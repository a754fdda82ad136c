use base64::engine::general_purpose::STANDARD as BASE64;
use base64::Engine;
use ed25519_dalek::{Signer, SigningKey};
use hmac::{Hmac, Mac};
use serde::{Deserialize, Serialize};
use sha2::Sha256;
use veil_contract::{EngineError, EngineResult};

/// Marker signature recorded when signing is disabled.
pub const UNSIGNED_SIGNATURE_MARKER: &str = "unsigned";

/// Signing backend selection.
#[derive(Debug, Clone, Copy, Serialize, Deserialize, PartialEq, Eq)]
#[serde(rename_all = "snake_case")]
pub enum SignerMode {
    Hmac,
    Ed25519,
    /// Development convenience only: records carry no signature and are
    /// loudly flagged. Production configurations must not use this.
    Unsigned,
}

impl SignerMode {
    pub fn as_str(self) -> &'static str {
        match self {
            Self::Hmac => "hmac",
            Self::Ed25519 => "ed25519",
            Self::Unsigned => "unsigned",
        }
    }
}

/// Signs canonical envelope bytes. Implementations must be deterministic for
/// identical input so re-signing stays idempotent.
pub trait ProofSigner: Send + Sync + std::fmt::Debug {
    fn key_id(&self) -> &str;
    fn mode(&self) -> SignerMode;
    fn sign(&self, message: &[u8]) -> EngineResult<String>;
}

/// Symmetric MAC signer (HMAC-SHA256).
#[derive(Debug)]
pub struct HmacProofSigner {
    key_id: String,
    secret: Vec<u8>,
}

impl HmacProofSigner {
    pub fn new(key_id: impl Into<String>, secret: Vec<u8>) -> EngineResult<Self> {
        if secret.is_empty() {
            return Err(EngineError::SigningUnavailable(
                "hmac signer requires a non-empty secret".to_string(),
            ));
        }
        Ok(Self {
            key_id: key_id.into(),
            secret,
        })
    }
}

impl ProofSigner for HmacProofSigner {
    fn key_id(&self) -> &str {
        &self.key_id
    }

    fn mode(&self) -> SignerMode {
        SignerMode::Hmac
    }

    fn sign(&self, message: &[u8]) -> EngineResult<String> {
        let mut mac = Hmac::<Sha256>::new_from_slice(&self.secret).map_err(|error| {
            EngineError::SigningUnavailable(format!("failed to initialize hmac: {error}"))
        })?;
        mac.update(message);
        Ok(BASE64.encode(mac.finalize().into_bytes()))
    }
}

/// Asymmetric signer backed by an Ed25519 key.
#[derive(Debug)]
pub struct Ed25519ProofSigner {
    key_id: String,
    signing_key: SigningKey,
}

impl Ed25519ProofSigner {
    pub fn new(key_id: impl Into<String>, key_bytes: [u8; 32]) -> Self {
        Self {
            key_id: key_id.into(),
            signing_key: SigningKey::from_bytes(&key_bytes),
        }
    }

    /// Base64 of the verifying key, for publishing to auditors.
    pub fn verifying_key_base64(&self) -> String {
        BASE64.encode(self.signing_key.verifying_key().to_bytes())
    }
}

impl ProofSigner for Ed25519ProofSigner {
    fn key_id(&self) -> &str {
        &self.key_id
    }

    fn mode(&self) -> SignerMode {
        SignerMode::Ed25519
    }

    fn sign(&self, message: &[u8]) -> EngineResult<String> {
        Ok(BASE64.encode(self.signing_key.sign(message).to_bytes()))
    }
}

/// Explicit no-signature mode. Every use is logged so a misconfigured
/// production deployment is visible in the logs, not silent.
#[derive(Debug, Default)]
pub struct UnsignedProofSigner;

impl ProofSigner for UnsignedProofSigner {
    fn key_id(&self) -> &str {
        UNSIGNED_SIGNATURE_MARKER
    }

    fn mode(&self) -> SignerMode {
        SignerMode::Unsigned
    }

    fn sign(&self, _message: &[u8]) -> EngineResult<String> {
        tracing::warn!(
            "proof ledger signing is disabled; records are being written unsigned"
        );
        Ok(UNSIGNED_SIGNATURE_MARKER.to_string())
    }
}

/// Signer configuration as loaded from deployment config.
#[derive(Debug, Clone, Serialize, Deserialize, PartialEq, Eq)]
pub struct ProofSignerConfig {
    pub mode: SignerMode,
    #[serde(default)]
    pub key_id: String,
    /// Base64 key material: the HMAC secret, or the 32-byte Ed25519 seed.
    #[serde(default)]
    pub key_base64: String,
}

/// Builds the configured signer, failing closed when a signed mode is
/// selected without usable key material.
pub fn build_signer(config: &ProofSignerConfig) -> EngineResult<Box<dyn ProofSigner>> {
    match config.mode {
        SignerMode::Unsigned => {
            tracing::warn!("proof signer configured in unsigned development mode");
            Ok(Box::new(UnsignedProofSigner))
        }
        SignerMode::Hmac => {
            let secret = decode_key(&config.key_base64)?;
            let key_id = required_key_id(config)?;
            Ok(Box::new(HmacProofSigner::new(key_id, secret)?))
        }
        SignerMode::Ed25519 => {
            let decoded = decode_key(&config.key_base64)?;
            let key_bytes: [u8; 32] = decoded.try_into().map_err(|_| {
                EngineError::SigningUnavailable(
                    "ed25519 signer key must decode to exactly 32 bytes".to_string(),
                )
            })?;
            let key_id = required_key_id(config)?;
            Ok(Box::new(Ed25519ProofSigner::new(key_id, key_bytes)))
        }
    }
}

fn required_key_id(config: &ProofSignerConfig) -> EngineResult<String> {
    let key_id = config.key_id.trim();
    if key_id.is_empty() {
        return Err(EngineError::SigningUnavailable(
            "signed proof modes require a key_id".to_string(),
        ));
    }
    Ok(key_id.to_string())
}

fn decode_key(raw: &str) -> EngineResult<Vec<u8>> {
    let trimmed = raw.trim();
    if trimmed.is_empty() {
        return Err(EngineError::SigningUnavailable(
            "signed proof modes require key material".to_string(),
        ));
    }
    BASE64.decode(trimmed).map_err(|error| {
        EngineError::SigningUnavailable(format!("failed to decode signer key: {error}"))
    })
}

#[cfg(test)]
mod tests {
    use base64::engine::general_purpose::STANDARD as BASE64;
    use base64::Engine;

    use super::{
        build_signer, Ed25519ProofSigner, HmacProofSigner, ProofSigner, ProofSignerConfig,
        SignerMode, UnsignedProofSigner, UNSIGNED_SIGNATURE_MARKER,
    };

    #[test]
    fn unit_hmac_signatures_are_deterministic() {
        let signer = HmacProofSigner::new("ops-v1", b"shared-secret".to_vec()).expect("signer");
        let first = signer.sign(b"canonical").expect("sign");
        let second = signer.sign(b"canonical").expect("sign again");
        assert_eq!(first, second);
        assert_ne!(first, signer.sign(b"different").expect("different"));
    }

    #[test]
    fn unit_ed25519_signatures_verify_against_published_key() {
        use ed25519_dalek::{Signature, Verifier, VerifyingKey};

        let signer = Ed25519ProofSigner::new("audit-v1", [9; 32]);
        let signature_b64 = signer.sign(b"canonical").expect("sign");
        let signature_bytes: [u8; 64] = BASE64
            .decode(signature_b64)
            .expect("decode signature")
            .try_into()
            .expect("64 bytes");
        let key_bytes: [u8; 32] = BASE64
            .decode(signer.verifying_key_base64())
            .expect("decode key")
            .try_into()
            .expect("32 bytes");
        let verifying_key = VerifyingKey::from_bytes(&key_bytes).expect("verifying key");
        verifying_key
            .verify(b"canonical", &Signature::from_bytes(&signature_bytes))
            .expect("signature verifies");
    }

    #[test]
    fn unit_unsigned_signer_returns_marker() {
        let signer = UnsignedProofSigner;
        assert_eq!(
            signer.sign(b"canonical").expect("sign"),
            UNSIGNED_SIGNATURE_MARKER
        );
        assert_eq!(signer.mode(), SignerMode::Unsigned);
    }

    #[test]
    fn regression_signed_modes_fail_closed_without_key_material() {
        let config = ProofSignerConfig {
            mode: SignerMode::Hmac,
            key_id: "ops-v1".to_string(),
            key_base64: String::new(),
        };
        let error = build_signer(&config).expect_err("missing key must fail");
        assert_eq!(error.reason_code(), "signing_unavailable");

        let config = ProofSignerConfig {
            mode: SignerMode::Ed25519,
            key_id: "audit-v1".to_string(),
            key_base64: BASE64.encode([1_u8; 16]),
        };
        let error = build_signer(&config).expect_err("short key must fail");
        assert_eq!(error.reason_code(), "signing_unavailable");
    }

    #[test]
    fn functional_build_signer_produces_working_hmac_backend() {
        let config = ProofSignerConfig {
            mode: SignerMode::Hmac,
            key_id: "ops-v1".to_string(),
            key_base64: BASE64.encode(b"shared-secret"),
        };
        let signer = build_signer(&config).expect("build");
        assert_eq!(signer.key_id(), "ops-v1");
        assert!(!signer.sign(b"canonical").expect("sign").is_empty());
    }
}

- - - - - - -

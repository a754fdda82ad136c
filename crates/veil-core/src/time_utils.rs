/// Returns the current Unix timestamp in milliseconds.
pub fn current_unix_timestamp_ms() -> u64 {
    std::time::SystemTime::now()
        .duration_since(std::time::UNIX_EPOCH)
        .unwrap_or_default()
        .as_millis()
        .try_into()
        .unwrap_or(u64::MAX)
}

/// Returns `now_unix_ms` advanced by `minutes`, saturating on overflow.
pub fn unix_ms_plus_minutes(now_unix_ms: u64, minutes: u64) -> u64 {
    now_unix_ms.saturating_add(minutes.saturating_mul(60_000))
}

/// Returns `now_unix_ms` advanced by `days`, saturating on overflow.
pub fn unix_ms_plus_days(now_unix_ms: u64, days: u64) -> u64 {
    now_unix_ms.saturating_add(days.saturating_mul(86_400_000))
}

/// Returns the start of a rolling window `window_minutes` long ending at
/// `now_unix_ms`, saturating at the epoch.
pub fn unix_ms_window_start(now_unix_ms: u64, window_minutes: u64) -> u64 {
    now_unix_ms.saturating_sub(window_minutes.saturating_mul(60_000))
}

- - - - - - -

**Work order:**
Please report all lines in the entries where "VerifyingKey" appears.

**Task output:**
        use ed25519_dalek::{Signature, Verifier, VerifyingKey};
        let verifying_key = VerifyingKey::from_bytes(&key_bytes).expect("verifying key");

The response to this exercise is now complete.